1. Prepare the cups.

An adult cuts the egg carton apart into individual cups. Trim the edges of each cup with scissors so the top has 4–6 petal-like points rather than a flat rim. This shaping step is what makes the carton cup look unmistakably like a flower.

2. Paint the flowers.

Set out the cups and paints. Let your child paint each cup in whatever color combination they choose. Encourage multiple coats for richer color—the first coat always looks thin. Set on a piece of wax paper to dry (15–20 minutes).

3. Add details.

Once dry, your child can add dots, stripes, or gradient blending with a different color. A yellow center painted into each cup adds realism. Or glue a yellow pom-pom into the center once the base coat is dry.

4. Make the stems.

Poke a hole in the bottom of each dried flower cup with a sharp pencil or hole punch (adult-assisted). Push a green pipe cleaner through the hole and bend a small hook at the top end to keep it from pulling through. Curl or bend the bottom into a point.

5. Add leaves.

Cut leaf shapes from green tissue paper or felt and wrap them around the stem, securing with a small twist of tape or a spot of glue.

6. Arrange in a vase.

A small jar or cup of dried beans (to hold the stems upright) becomes a vase. Arrange the finished flowers in the vase. The result is genuinely lovely.

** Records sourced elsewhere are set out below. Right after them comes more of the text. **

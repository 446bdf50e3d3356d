mod business;
mod facet;

use std::fmt::Display;

use async_graphql::{
    types::connection::{Connection, Edge, EmptyFields},
    EmptyMutation, EmptySubscription, InputValueError, InputValueResult, MergedObject, OutputType,
    Result, Scalar, ScalarType, Value,
};
use base64::{engine::general_purpose, Engine as _};
use jiff::Timestamp;

use crate::database::Database;

/// The default page size for connections when neither `first` nor `last` is provided.
const DEFAULT_PAGE_SIZE: usize = 100;

/// A set of queries defined in the schema.
///
/// This is exposed only for [`Schema`], and not used directly.
#[derive(Default, MergedObject)]
pub(crate) struct Query(business::BusinessQuery, facet::FacetQuery);

pub(crate) type Schema = async_graphql::Schema<Query, EmptyMutation, EmptySubscription>;

#[derive(Debug, PartialEq, PartialOrd, Clone, Copy)]
pub(crate) struct DateTimeUtc(Timestamp);

#[Scalar]
impl ScalarType for DateTimeUtc {
    fn parse(value: Value) -> InputValueResult<Self> {
        match &value {
            Value::String(s) => Ok(DateTimeUtc(s.parse()?)),
            _ => Err(InputValueError::expected_type(value)),
        }
    }

    fn to_value(&self) -> Value {
        Value::String(self.0.to_string())
    }
}

fn connect_cursor<T>(
    select_vec: Vec<T>,
    prev: bool,
    next: bool,
) -> Connection<String, T, EmptyFields, EmptyFields>
where
    T: OutputType + Display,
{
    let mut connection: Connection<String, T, EmptyFields, EmptyFields> =
        Connection::new(prev, next);
    for output in select_vec {
        connection.edges.push(Edge::new(
            general_purpose::STANDARD.encode(format!("{output}")),
            output,
        ));
    }
    connection
}

pub(crate) fn schema(database: Database) -> Schema {
    Schema::build(Query::default(), EmptyMutation, EmptySubscription)
        .data(database)
        .finish()
}

/// Pages through `nodes`, which are already in their final order. A cursor
/// is the encoded `Display` form of the node it points at.
fn load_connection<N>(
    nodes: Vec<N>,
    after: Option<String>,
    before: Option<String>,
    first: Option<usize>,
    last: Option<usize>,
) -> Result<Connection<String, N, EmptyFields, EmptyFields>>
where
    N: Display + OutputType,
{
    let (nodes, has_previous, has_next) = if let Some(before) = before {
        if after.is_some() {
            return Err("cannot use both `after` and `before`".into());
        }
        if first.is_some() {
            return Err("'before' and 'first' cannot be specified simultaneously".into());
        }
        let last = last.unwrap_or(DEFAULT_PAGE_SIZE);
        let end = cursor_position(&nodes, &before)?;
        let mut nodes = nodes;
        nodes.truncate(end);
        let (mut nodes, has_previous) = collect_nodes(nodes.into_iter().rev(), last);
        nodes.reverse();
        (nodes, has_previous, false)
    } else if let Some(after) = after {
        if last.is_some() {
            return Err("'after' and 'last' cannot be specified simultaneously".into());
        }
        let first = first.unwrap_or(DEFAULT_PAGE_SIZE);
        let start = cursor_position(&nodes, &after)? + 1;
        let (nodes, has_next) = collect_nodes(nodes.into_iter().skip(start), first);
        (nodes, false, has_next)
    } else if let Some(last) = last {
        if first.is_some() {
            return Err("first and last cannot be used together".into());
        }
        let (mut nodes, has_previous) = collect_nodes(nodes.into_iter().rev(), last);
        nodes.reverse();
        (nodes, has_previous, false)
    } else {
        let first = first.unwrap_or(DEFAULT_PAGE_SIZE);
        let (nodes, has_next) = collect_nodes(nodes.into_iter(), first);
        (nodes, false, has_next)
    };
    Ok(connect_cursor(nodes, has_previous, has_next))
}

fn cursor_position<N: Display>(nodes: &[N], cursor: &str) -> Result<usize> {
    let cursor = String::from_utf8(general_purpose::STANDARD.decode(cursor)?)?;
    nodes
        .iter()
        .position(|node| node.to_string() == cursor)
        .ok_or_else(|| format!("cursor {cursor:?} is not in the result set").into())
}

fn collect_nodes<I, T>(mut iter: I, size: usize) -> (Vec<T>, bool)
where
    I: Iterator<Item = T>,
{
    let nodes: Vec<T> = iter.by_ref().take(size).collect();
    let has_more = iter.next().is_some();
    (nodes, has_more)
}

#[cfg(test)]
struct TestSchema {
    _dir: tempfile::TempDir, // to prevent the data directory from being deleted while the test is running
    db: Database,
    schema: Schema,
}

#[cfg(test)]
impl TestSchema {
    fn new() -> Self {
        let db_dir = tempfile::tempdir().unwrap();
        let db = Database::connect(db_dir.path()).unwrap();
        let schema = schema(db.clone());
        Self {
            _dir: db_dir,
            db,
            schema,
        }
    }

    async fn execute(&self, query: &str) -> async_graphql::Response {
        let request: async_graphql::Request = query.into();
        self.schema.execute(request).await
    }
}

🎓 Skills Your Child Will Develop

  • Fine Motor Control — Painting inside a small curved cup, adding detail dots and stripes, and threading a pipe cleaner through a tiny hole all require the precise finger and hand control that prepares children for writing.
  • Color Mixing and Exploration — Choosing colors, trying combinations, and noticing what happens when one wet color overlaps another is informal color theory that develops artistic sensibility and scientific observation.
  • Creative Repurposing — Seeing an egg carton as a flower rather than a container develops the divergent thinking—the ability to see multiple uses for an object—that is fundamental to creativity and innovation.
  • Patience and Process — Waiting for paint to dry before adding the next detail, doing multiple coats for better coverage, and building a finished object in stages teaches the sequential patience that complex projects require.
  • Pride in Craft — Displaying finished flowers in a vase gives children a tangible, lasting artifact of their work. Unlike a worksheet or a coloring page, this is something they created from scratch—and it shows.

Tips & Variations

  • Giant sunflower: Use the entire bottom of the egg carton (uncut) as the sunflower center—paint it brown with yellow seeds dotted on. Cut individual cups for petals and glue them around the edge. Add a long cardboard tube as the stem.
  • Garden scene: Make a whole garden by setting flowers into a shallow box filled with crumpled green tissue paper or small stones. Add pipe-cleaner butterflies and pom-pom bees.
  • Seasonal colors: Pink and white for spring blossoms, orange and red for autumn mums, white and silver for winter flowers. Match the craft to the season and talk about which flowers bloom when.
  • Gift bouquet: Wrap a small bundle of egg carton flowers in tissue paper and give them as a gift. The recipient gets a vase of flowers that will never wilt—and the giver feels the genuine satisfaction of handmade gifting.

My Two Cents

Egg carton flowers have an unexpected staying power in children's memories. I've heard from parents years later about the flower their child made and kept on their dresser for months. There's something about making a recognizable, beautiful, real thing from something that was about to be thrown away that is deeply satisfying—not just for children, but for adults who watch it happen.